The U.S. economic expansion is 111 months—9 ¼ years—old, and still going strong. Indeed, it has gained momentum recently, helped by superfluous fiscal stimulus. Nor do we see any sign of it ending soon.
The expansion is already the second-longest on record—out of 33 in total since 1850. We expect it to become the longest in 2019; that merely requires lasting past June.

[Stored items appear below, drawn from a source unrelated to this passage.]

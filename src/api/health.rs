use axum::{
    Json,
    extract::State,
    http::StatusCode,
    response::{IntoResponse, Response},
};
use serde::Serialize;
use std::sync::Arc;

use super::{ApiResponse, AppState};

#[derive(Debug, Serialize)]
#[serde(rename_all = "camelCase")]
pub struct HealthResponse {
    pub status: &'static str,
    pub version: &'static str,
    pub uptime_seconds: u64,
}

/// GET /health
/// Unauthenticated; 503 when the database does not answer
pub async fn health(State(state): State<Arc<AppState>>) -> Response {
    if let Err(e) = state.store().ping().await {
        tracing::warn!(error = %e, "Health check failed");
        return (
            StatusCode::SERVICE_UNAVAILABLE,
            Json(ApiResponse::<()>::error("Database unavailable")),
        )
            .into_response();
    }

    Json(ApiResponse::success(HealthResponse {
        status: "ok",
        version: env!("CARGO_PKG_VERSION"),
        uptime_seconds: state.start_time.elapsed().as_secs(),
    }))
    .into_response()
}
pub use super::focus_sessions::Entity as FocusSessions;
pub use super::subjects::Entity as Subjects;
pub use super::users::Entity as Users;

When will it end? Sorry, we don’t have a specific prediction for the endpoint. In other words, we don’t know. However, we do know that employment growth is unsustainably strong, such that the already low unemployment rate is still trending down, raising the likelihood of overheating. In turn, Fed officials are trying to stop the downtrend in the unemployment rate by removing stimulus. We also know that most Fed tightening cycles in recent decades have culminated in recessions. In practice, tightening policy enough to slow growth meaningfully without tipping the economy into recession has been the exception rather than the norm. That said, the 1994-95 tightening cycle resulted in a significant slowdown, rather than a recession; the next recession after the 1994-95 tightening cycle did not start until 2001, following the 1999-2000 tightening cycle. Also, one of the arguments for tightening “gradually” in the current cycle is that officials are trying to avoid the typical hard landing.
Against that backdrop, we can see the meaningful risk of a recession starting as soon as 2020, especially since fiscal stimulus will be fading by then. However, our base case is for the expansion to continue through that year at least. Employment growth will likely have to slow down dramatically, however, which means that GDP growth will likely have to slow significantly as well.